** Aim of the task **
Return copies of the lines below that mention "accumulated".
╔══
#[test]
fn test_higher_order_functions() {
    let map = "
let map = fn(arr, f) {
    let iter = fn(arr, accumulated) {
        if (len(arr) == 0) {
            accumulated
        } else {
            iter(rest(arr), push(accumulated, f(first(arr))));
        }
    };
    iter(arr, []);
};
let double = fn(x) { x * 2 };
map([1, 2, 3, 4], double);";

    let reduce = "
let reduce = fn(arr, initial, f) {
    let iter = fn(arr, result) {
        if (len(arr) == 0) {
            result
        } else {
            iter(rest(arr), f(result, first(arr)));
        }
    };
    iter(arr, initial);
};
let sum = fn(arr) { reduce(arr, 0, fn(initial, el) { initial + el }) };
sum([1, 2, 3, 4, 5]);";

    assert_eq!(
        test_eval(map),
        vec![2.into(), 4.into(), 6.into(), 8.into()].into()
    );
    assert_eq!(test_eval(reduce), 15.into());
}

#[test]
fn test_strings() {
    let cases = vec![
        ("\"Hello World!\"", "Hello World!".into()),
        ("\"Hello\" + \" \" + \"World!\"", "Hello World!".into()),
        ("\"\"", "".into()),
    ];

    run_eval_tests(cases);
}

#[test]
fn test_builtin_functions() {
    let cases = vec![
        ("len(\"\")", 0.into()),
        ("len(\"four\")", 4.into()),
        ("len(\"hello world\")", 11.into()),
        ("len([1, 2, 3])", 3.into()),
        ("len([])", 0.into()),
        ("first([1, 2, 3])", 1.into()),
        ("first([])", NULL),
        ("last([1, 2, 3])", 3.into()),
        ("last([])", NULL),
        ("rest([1, 2, 3])", vec![2.into(), 3.into()].into()),
        ("rest([1])", Vec::<Object>::new().into()),
        ("rest([])", NULL),
        ("push([], 1)", vec![1.into()].into()),
        ("let a = [1]; push(a, 2); a", vec![1.into()].into()),
        ("puts(\"hello\", 1)", NULL),
        ("let len = fn(x) { 42 }; len(\"abc\")", 42.into()),
    ];

    run_eval_tests(cases);

    let errors = vec![
        ("len(1)", "argument to `len` not supported, got INTEGER"),
        ("len(\"one\", \"two\")", "wrong number of arguments. got=2, want=1"),
        ("first(1)", "argument to `first` not supported, got INTEGER"),
        ("push(1, 1)", "argument to `push` not supported, got INTEGER"),
    ];

    run_error_tests(errors);
}

#[test]
fn test_builtin_inspect() {
    assert_eq!(test_eval("len").inspect(), "builtin function");
}

#[test]
fn test_array_literals() {
    assert_eq!(
        test_eval("[1, 2 * 2, 3 + 3]"),
        vec![1.into(), 4.into(), 6.into()].into()
    );
    assert_eq!(test_eval("[1, \"a\", true]").inspect(), "[1, a, true]");
}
╚══
** Answer below **
    let iter = fn(arr, accumulated) {
            accumulated
            iter(rest(arr), push(accumulated, f(first(arr))));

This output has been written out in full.